LA CEDH ET LA FRANCE

CCB/VP

24.11.10

LA CEDH ET LA FRANCE

(Arrêt France Moulin c/ France)

Pour la seconde fois en un peu plus d’un mois, la France vient d’être condamnée par la Cour européenne des droits de l’homme de Strasbourg à cause de son mépris de la présomption d’innocence et des libertés individuelles.

Je ne ressens aucun plaisir à l’écrire. Le sentiment que j’éprouve serait plutôt celui de la colère. Voici des mois et des mois que je dénonce, et mes confrères avec moi, l’arriération française. Sans se soucier le moins du monde de s’aligner sur la jurisprudence européenne, nos gouvernants haussent les épaules, mentent effrontément en assurant que nous sommes sur la même ligne que l’Espagne ou l’Angleterre et renvoient d’un revers de la main ces avocats protestataires qui ne sont jamais contents.

Pire encore ! la Commission, qui s’est réunie en grand secret ce 23 novembre au matin à la Chancellerie, avait pour but de faire valider par d’éminentes personnalités le projet de réforme du code de procédure pénale concocté dans la ligne du rapport de la Commission Léger sans tenir le moindre compte des arrêts de Strasbourg.
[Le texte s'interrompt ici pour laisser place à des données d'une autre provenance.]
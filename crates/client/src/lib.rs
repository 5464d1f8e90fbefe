//! VertexBPMN engine API client.
//!
//! This crate provides a lightweight client for interacting with a
//! VertexBPMN-style workflow engine over its REST API. It focuses on:
//!
//! - Constructing an HTTP client with sensible defaults
//! - Discovering configuration from `VERTEX_API_BASE` / `VERTEX_API_TOKEN`
//! - Validating the base address for safety
//! - Typed operations per API area: repository, runtime, management, task,
//!   history
//!
//! The primary entry point is [`BpmnClient`]. The canonical flow deploys a
//! model, starts an instance and queries its status:
//!
//! ```ignore
//! use vertex_client::BpmnClient;
//! use vertex_types::Variables;
//!
//! #[tokio::main]
//! async fn main() -> vertex_client::Result<()> {
//!     let client = BpmnClient::new("http://localhost:5263/api")?;
//!     let definition = client.deploy_process("path/to/model.bpmn").await?;
//!
//!     let mut variables = Variables::new();
//!     variables.insert("key".into(), "value".into());
//!     let instance = client.start_process(&definition.key, variables).await?;
//!
//!     let status = client.get_process_status(instance.id).await?;
//!     println!("Status: {}", status);
//!     Ok(())
//! }
//! ```

mod client;
pub mod error;
mod history;
mod management;
mod repository;
mod runtime;
mod task;

pub use client::{BASE_URL_ENV, BpmnClient, DEFAULT_BASE_URL, TOKEN_ENV};
pub use error::{ClientError, Result};
//! Repository operations: deploying and managing process definitions.

use std::path::Path;

use tracing::info;
use uuid::Uuid;

use vertex_types::{DeployRequest, ProcessDefinition};

use crate::BpmnClient;
use crate::error::{ClientError, Result};

impl BpmnClient {
    /// Deploy a BPMN model file and return the deployed definition.
    ///
    /// The file is read client-side and shipped as raw BPMN XML; the
    /// deployment name defaults to the file name. The returned definition's
    /// `key` is what [`BpmnClient::start_process`](crate::BpmnClient::start_process)
    /// expects.
    pub async fn deploy_process(&self, model_path: impl AsRef<Path>) -> Result<ProcessDefinition> {
        self.deploy_process_for_tenant(model_path, None).await
    }

    /// Deploy a BPMN model file under a tenant.
    pub async fn deploy_process_for_tenant(
        &self,
        model_path: impl AsRef<Path>,
        tenant_id: Option<&str>,
    ) -> Result<ProcessDefinition> {
        let model_path = model_path.as_ref();
        let bpmn_xml = tokio::fs::read_to_string(model_path)
            .await
            .map_err(|e| ClientError::model_file(model_path.display().to_string(), e))?;
        self.deploy_xml(&bpmn_xml, &deployment_name(model_path), tenant_id)
            .await
    }

    /// Deploy raw BPMN XML under a deployment name, optionally tenant-scoped.
    pub async fn deploy_xml(
        &self,
        bpmn_xml: &str,
        name: &str,
        tenant_id: Option<&str>,
    ) -> Result<ProcessDefinition> {
        let request = DeployRequest {
            bpmn_xml: bpmn_xml.to_string(),
            name: name.to_string(),
            tenant_id: tenant_id.map(str::to_string),
        };
        let definition: ProcessDefinition = self.post_json("/repository", &request).await?;
        info!(key = %definition.key, version = definition.version, "deployed process definition");
        Ok(definition)
    }

    /// List deployed definitions, optionally filtered by key and tenant.
    pub async fn list_definitions(
        &self,
        key: Option<&str>,
        tenant_id: Option<&str>,
    ) -> Result<Vec<ProcessDefinition>> {
        let mut query: Vec<(&str, String)> = Vec::new();
        if let Some(key) = key {
            query.push(("key", key.to_string()));
        }
        if let Some(tenant_id) = tenant_id {
            query.push(("tenantId", tenant_id.to_string()));
        }
        self.get_json("/repository", &query).await
    }

    /// Fetch a single definition by identifier.
    pub async fn get_definition(&self, id: Uuid) -> Result<ProcessDefinition> {
        self.get_json_or_not_found(&format!("/repository/{}", id), "process definition", id)
            .await
    }

    /// Delete a deployed definition.
    pub async fn delete_definition(&self, id: Uuid) -> Result<()> {
        self.delete(&format!("/repository/{}", id)).await
    }
}

/// Deployment name for a model file: the file name, or the full path when
/// there is none (e.g. a path ending in `..`).
fn deployment_name(model_path: &Path) -> String {
    model_path
        .file_name()
        .map(|n| n.to_string_lossy().into_owned())
        .unwrap_or_else(|| model_path.display().to_string())
}

#[cfg(test)]
mod tests {
    use super::*;

    #[test]
    fn deployment_name_uses_the_file_name() {
        assert_eq!(deployment_name(Path::new("path/to/model.bpmn")), "model.bpmn");
        assert_eq!(deployment_name(Path::new("model.bpmn")), "model.bpmn");
    }

    #[test]
    fn deployment_name_falls_back_to_the_path() {
        assert_eq!(deployment_name(Path::new("path/..")), "path/..");
    }
}
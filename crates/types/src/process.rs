//! Process definitions and instances, plus the repository/runtime request
//! payloads.

use chrono::{DateTime, Utc};
use serde::{Deserialize, Serialize};
use uuid::Uuid;

use crate::Variables;

/// A BPMN process definition deployed to the engine's repository.
#[derive(Debug, Clone, Serialize, Deserialize)]
#[serde(rename_all = "camelCase")]
pub struct ProcessDefinition {
    pub id: Uuid,
    /// Stable key used to start instances of this definition.
    pub key: String,
    pub name: String,
    #[serde(default)]
    pub version: i32,
    /// Raw BPMN 2.0 XML. Listing endpoints may omit it.
    #[serde(default)]
    pub bpmn_xml: String,
    #[serde(default)]
    pub tenant_id: Option<String>,
    pub created_at: DateTime<Utc>,
}

/// A running or completed execution of a deployed definition.
#[derive(Debug, Clone, Serialize, Deserialize)]
#[serde(rename_all = "camelCase")]
pub struct ProcessInstance {
    pub id: Uuid,
    pub process_definition_id: Uuid,
    #[serde(default)]
    pub business_key: Option<String>,
    #[serde(default)]
    pub tenant_id: Option<String>,
    pub started_at: DateTime<Utc>,
    #[serde(default)]
    pub ended_at: Option<DateTime<Utc>>,
    /// Engine-reported execution state. May be empty for freshly started
    /// instances; see [`ProcessInstance::status`].
    #[serde(default)]
    pub state: String,
}

impl ProcessInstance {
    /// Whether this instance has finished executing.
    pub fn is_ended(&self) -> bool {
        self.ended_at.is_some()
    }

    /// Opaque status string for this instance.
    ///
    /// The engine's `state` field wins when set. Otherwise the status is
    /// derived from the lifecycle timestamps: an end timestamp means
    /// `"completed"`, no end timestamp means `"running"`.
    pub fn status(&self) -> &str {
        if !self.state.is_empty() {
            &self.state
        } else if self.is_ended() {
            "completed"
        } else {
            "running"
        }
    }
}

/// Body of `POST /repository`: deploy a BPMN model.
#[derive(Debug, Clone, Serialize, Deserialize)]
#[serde(rename_all = "camelCase")]
pub struct DeployRequest {
    pub bpmn_xml: String,
    /// Display name for the deployment, typically the model file name.
    pub name: String,
    #[serde(default, skip_serializing_if = "Option::is_none")]
    pub tenant_id: Option<String>,
}

/// Body of `POST /runtime/start`: start an instance by definition key.
#[derive(Debug, Clone, Default, Serialize, Deserialize)]
#[serde(rename_all = "camelCase")]
pub struct StartProcessRequest {
    pub process_definition_key: String,
    #[serde(default, skip_serializing_if = "Option::is_none")]
    pub variables: Option<Variables>,
    #[serde(default, skip_serializing_if = "Option::is_none")]
    pub business_key: Option<String>,
    #[serde(default, skip_serializing_if = "Option::is_none")]
    pub tenant_id: Option<String>,
}

impl StartProcessRequest {
    /// Minimal start request: key plus variables, no business key or tenant.
    pub fn new(process_definition_key: impl Into<String>, variables: Variables) -> Self {
        Self {
            process_definition_key: process_definition_key.into(),
            variables: (!variables.is_empty()).then_some(variables),
            business_key: None,
            tenant_id: None,
        }
    }
}

#[cfg(test)]
mod tests {
    use super::*;

    #[test]
    fn process_definition_deserializes_engine_payload() {
        let json = r#"{
            "id": "9a1f6d2e-8f0f-4a8e-9f6e-1d2c3b4a5e6f",
            "key": "Process_HelloWorld",
            "name": "hello-world.bpmn",
            "version": 3,
            "bpmnXml": "<definitions/>",
            "tenantId": null,
            "createdAt": "2026-02-01T12:00:00Z"
        }"#;
        let def: ProcessDefinition = serde_json::from_str(json).expect("deserialize definition");
        assert_eq!(def.key, "Process_HelloWorld");
        assert_eq!(def.version, 3);
        assert!(def.tenant_id.is_none());
    }

    #[test]
    fn process_definition_tolerates_omitted_xml() {
        // Listing responses carry metadata only.
        let json = r#"{
            "id": "9a1f6d2e-8f0f-4a8e-9f6e-1d2c3b4a5e6f",
            "key": "Process_HelloWorld",
            "name": "hello-world.bpmn",
            "createdAt": "2026-02-01T12:00:00Z"
        }"#;
        let def: ProcessDefinition = serde_json::from_str(json).expect("deserialize definition");
        assert!(def.bpmn_xml.is_empty());
        assert_eq!(def.version, 0);
    }

    #[test]
    fn instance_status_prefers_engine_state() {
        let json = r#"{
            "id": "1c9a7b3d-0e2f-4c6a-8b1d-3e5f7a9c0b2d",
            "processDefinitionId": "9a1f6d2e-8f0f-4a8e-9f6e-1d2c3b4a5e6f",
            "startedAt": "2026-02-01T12:00:05Z",
            "state": "Suspended"
        }"#;
        let instance: ProcessInstance = serde_json::from_str(json).expect("deserialize instance");
        assert_eq!(instance.status(), "Suspended");
        assert!(!instance.is_ended());
    }

    #[test]
    fn instance_status_falls_back_to_lifecycle() {
        let running = r#"{
            "id": "1c9a7b3d-0e2f-4c6a-8b1d-3e5f7a9c0b2d",
            "processDefinitionId": "9a1f6d2e-8f0f-4a8e-9f6e-1d2c3b4a5e6f",
            "startedAt": "2026-02-01T12:00:05Z"
        }"#;
        let instance: ProcessInstance = serde_json::from_str(running).expect("deserialize instance");
        assert_eq!(instance.status(), "running");

        let ended = r#"{
            "id": "1c9a7b3d-0e2f-4c6a-8b1d-3e5f7a9c0b2d",
            "processDefinitionId": "9a1f6d2e-8f0f-4a8e-9f6e-1d2c3b4a5e6f",
            "startedAt": "2026-02-01T12:00:05Z",
            "endedAt": "2026-02-01T12:03:00Z",
            "state": ""
        }"#;
        let instance: ProcessInstance = serde_json::from_str(ended).expect("deserialize instance");
        assert_eq!(instance.status(), "completed");
        assert!(instance.is_ended());
    }

    #[test]
    fn start_request_serializes_camel_case_and_skips_empty() {
        let mut variables = Variables::new();
        variables.insert("key".into(), serde_json::Value::String("value".into()));
        let request = StartProcessRequest::new("Process_HelloWorld", variables);

        let json = serde_json::to_value(&request).expect("serialize start request");
        assert_eq!(json["processDefinitionKey"], "Process_HelloWorld");
        assert_eq!(json["variables"]["key"], "value");
        assert!(json.get("businessKey").is_none());
        assert!(json.get("tenantId").is_none());
    }

    #[test]
    fn start_request_without_variables_omits_them() {
        let request = StartProcessRequest::new("Process_HelloWorld", Variables::new());
        let json = serde_json::to_value(&request).expect("serialize start request");
        assert!(json.get("variables").is_none());
    }
}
Après avoir été remisé à force de protestations, il a été exhumé pour passer en catimini devant le parlement dont on peut redouter que lui soit intimé l’ordre de ne pas débattre mais d’autoriser le gouvernement à procéder par ordonnance.

Que dit l’arrêt du 23 novembre 2010 à propos de l’affaire Moulin ?

Il rappelle d’abord la Constitution du 4 octobre 1958 qui en son article 66 dispose :

« Nul ne peut être arbitrairement détenu.

L’autorité judiciaire, gardienne de la liberté individuelle, assure le respect de ce principe dans les conditions prévues par la loi ».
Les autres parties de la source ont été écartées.